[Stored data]
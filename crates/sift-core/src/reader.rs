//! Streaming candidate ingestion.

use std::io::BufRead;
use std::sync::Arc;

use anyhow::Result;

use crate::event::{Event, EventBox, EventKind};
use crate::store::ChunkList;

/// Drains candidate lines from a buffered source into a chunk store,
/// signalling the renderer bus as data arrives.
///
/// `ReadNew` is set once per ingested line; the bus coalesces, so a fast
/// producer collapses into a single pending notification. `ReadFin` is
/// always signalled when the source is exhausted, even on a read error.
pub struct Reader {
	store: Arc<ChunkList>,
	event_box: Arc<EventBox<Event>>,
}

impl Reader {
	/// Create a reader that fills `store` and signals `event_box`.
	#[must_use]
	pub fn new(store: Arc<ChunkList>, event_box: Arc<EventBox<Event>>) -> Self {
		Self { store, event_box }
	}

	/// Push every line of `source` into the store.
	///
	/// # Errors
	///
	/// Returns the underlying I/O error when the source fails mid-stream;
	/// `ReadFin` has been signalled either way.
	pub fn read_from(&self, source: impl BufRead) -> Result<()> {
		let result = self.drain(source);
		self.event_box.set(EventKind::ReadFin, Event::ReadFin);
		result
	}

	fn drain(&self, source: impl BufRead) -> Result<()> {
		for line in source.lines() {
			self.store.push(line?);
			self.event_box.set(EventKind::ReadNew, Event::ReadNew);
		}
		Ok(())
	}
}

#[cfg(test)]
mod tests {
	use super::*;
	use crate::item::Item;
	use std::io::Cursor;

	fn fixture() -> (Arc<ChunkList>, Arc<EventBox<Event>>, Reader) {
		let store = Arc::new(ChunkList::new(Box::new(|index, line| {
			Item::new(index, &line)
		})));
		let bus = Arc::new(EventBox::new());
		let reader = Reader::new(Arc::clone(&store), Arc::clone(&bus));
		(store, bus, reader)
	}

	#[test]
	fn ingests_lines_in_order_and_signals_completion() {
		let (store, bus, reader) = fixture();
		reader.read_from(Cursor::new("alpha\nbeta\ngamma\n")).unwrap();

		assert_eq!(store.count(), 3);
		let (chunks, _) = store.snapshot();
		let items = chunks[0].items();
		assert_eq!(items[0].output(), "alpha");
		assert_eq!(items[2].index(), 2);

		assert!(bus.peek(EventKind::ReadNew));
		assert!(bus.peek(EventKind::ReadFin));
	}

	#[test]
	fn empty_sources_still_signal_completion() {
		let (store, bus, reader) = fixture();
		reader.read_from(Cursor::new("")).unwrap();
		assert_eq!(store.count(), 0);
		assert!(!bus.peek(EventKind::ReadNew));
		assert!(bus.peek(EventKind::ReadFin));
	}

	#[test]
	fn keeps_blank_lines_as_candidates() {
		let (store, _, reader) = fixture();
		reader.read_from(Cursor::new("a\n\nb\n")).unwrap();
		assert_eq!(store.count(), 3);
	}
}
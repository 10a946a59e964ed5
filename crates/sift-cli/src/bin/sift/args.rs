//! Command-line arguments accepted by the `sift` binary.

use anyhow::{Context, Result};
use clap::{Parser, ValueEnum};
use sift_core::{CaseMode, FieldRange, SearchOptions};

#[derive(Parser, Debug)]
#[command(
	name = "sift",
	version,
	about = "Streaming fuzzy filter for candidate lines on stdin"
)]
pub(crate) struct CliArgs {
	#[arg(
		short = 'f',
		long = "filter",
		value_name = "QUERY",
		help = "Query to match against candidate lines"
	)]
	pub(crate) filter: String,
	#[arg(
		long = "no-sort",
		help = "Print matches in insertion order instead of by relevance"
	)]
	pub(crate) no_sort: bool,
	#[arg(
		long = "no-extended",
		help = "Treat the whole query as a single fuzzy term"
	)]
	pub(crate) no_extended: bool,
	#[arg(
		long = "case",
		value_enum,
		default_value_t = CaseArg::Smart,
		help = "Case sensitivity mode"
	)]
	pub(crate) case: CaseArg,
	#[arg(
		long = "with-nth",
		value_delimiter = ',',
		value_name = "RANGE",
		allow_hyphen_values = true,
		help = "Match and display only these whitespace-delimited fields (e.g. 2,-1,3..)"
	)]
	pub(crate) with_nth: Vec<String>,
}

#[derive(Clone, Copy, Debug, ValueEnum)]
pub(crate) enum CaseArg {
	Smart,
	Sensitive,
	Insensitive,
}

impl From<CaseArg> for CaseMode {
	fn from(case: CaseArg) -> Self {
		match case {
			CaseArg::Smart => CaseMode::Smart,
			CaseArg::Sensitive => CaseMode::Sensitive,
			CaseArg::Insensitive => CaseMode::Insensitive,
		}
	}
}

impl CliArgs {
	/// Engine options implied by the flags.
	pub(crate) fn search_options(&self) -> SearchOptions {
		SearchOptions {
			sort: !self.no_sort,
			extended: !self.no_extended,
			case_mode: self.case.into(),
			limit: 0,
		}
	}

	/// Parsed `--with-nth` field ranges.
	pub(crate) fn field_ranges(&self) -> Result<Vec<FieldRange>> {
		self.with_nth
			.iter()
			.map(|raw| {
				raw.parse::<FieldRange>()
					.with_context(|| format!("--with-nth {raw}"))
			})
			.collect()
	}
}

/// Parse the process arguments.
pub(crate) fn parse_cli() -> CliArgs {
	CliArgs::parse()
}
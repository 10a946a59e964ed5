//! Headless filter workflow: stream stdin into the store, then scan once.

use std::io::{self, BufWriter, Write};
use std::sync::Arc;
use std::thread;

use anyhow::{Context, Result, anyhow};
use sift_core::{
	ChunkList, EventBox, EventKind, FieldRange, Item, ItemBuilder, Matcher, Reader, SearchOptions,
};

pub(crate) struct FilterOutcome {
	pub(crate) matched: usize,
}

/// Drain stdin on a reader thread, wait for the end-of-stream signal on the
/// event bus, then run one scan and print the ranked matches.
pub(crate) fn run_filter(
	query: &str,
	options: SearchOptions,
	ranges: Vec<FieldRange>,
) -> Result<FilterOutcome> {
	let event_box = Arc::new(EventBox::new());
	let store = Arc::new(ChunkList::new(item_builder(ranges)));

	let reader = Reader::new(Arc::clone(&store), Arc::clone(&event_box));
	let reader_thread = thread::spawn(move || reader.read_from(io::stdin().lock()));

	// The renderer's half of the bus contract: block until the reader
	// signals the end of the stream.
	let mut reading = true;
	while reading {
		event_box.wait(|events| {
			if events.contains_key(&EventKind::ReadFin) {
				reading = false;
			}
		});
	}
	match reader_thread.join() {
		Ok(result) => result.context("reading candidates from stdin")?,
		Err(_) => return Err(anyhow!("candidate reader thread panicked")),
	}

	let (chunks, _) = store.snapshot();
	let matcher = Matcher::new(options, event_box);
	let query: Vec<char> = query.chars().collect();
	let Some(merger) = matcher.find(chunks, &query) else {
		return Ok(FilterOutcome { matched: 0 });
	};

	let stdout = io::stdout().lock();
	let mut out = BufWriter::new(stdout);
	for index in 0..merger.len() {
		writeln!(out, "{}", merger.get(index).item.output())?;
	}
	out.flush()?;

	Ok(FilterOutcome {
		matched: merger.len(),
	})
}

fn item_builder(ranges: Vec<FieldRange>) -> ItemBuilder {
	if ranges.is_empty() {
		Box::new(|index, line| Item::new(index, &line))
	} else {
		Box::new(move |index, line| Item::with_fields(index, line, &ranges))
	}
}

...

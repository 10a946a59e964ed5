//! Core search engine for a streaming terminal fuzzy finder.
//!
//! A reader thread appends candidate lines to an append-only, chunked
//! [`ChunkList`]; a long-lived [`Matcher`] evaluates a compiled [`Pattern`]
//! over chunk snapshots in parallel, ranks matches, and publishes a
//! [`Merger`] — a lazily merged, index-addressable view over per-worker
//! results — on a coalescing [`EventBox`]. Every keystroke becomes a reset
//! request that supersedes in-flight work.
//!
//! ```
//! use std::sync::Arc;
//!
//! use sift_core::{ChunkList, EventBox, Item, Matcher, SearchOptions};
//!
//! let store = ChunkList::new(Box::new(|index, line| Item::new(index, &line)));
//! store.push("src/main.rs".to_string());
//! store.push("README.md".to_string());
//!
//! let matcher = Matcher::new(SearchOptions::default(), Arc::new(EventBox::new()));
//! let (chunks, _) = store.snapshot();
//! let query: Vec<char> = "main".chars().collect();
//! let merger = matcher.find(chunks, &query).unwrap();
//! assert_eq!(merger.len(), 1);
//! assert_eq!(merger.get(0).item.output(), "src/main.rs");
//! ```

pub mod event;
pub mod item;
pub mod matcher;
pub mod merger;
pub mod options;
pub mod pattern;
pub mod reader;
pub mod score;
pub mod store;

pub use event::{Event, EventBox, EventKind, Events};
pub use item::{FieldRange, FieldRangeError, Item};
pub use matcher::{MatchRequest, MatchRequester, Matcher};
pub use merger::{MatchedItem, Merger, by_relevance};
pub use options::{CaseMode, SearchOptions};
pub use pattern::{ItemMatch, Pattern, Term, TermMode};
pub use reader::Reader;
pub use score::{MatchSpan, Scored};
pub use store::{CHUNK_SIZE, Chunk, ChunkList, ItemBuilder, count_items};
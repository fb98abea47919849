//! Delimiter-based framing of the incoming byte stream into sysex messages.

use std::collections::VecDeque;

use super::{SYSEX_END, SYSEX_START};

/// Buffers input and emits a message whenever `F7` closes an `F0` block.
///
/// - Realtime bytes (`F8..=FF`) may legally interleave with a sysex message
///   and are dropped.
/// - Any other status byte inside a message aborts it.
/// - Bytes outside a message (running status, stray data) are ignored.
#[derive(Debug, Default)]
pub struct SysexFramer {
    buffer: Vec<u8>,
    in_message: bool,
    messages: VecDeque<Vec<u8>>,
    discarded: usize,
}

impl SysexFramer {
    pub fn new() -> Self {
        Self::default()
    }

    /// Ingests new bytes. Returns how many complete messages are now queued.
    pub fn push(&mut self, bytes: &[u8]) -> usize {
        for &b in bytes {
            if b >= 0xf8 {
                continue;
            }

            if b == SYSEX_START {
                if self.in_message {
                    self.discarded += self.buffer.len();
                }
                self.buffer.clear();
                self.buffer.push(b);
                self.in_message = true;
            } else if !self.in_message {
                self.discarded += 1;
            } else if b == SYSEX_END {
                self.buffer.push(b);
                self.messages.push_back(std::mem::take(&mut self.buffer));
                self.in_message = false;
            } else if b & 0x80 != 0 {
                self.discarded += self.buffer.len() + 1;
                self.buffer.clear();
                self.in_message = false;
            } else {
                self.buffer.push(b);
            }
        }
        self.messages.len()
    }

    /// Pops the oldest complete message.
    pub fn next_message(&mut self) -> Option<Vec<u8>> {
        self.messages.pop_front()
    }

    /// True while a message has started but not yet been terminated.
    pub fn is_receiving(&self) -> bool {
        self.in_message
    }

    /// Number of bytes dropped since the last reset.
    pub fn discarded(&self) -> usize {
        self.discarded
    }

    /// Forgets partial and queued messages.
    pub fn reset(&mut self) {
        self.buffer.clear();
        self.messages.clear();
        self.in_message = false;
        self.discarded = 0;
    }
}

...

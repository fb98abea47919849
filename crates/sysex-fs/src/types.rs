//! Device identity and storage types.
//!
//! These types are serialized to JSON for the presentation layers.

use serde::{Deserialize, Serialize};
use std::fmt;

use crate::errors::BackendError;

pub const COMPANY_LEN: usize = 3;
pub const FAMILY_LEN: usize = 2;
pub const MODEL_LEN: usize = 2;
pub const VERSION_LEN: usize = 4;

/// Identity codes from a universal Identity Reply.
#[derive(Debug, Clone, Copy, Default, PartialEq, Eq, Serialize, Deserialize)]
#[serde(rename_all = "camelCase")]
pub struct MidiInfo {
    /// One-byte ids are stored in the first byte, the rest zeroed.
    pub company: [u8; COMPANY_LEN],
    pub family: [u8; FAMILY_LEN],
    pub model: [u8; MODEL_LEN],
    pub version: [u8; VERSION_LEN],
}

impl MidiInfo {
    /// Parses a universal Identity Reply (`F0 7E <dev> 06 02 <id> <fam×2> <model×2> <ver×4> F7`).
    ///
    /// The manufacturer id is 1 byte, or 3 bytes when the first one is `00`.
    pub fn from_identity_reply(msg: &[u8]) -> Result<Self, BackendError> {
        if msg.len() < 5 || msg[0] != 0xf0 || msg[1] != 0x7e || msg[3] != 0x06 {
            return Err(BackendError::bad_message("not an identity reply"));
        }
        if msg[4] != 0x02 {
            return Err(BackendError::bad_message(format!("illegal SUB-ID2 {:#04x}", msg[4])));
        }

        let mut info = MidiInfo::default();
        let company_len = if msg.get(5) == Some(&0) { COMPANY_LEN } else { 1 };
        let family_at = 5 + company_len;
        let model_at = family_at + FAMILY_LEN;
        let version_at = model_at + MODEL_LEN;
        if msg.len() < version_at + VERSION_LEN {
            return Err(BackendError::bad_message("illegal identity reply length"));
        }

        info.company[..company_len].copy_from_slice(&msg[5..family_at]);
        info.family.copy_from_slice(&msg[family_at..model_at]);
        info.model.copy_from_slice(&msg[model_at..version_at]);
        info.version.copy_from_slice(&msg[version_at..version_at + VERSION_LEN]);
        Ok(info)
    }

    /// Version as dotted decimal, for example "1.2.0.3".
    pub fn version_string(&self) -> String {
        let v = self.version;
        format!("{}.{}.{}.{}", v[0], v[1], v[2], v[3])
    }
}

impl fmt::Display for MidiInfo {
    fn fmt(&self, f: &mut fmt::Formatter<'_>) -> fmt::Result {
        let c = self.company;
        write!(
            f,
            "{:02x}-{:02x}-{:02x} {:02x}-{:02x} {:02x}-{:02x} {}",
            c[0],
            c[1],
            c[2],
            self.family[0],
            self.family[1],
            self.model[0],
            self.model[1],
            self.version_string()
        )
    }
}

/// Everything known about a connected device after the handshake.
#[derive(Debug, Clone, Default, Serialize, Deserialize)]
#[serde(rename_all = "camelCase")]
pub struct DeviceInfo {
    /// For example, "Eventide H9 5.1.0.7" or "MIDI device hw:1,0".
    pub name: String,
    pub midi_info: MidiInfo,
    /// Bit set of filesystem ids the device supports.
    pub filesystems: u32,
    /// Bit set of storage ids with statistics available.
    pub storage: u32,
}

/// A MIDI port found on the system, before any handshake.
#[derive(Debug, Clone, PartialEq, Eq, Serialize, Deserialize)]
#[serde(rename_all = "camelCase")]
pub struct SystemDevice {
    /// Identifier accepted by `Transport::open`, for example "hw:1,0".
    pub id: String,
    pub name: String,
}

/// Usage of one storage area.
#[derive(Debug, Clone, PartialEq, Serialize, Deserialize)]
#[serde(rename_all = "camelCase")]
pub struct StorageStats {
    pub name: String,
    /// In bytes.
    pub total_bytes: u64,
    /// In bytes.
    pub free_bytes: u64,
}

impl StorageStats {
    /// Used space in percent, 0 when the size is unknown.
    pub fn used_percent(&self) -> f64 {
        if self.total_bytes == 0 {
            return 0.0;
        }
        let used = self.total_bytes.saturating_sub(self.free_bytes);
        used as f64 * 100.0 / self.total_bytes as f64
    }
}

* Assignment
Each line of the entries holding the string "bool" should be found and copied.

* Answer box
	pub(crate) no_sort: bool,
	pub(crate) no_extended: bool,
    in_message: bool,
    pub fn is_receiving(&self) -> bool {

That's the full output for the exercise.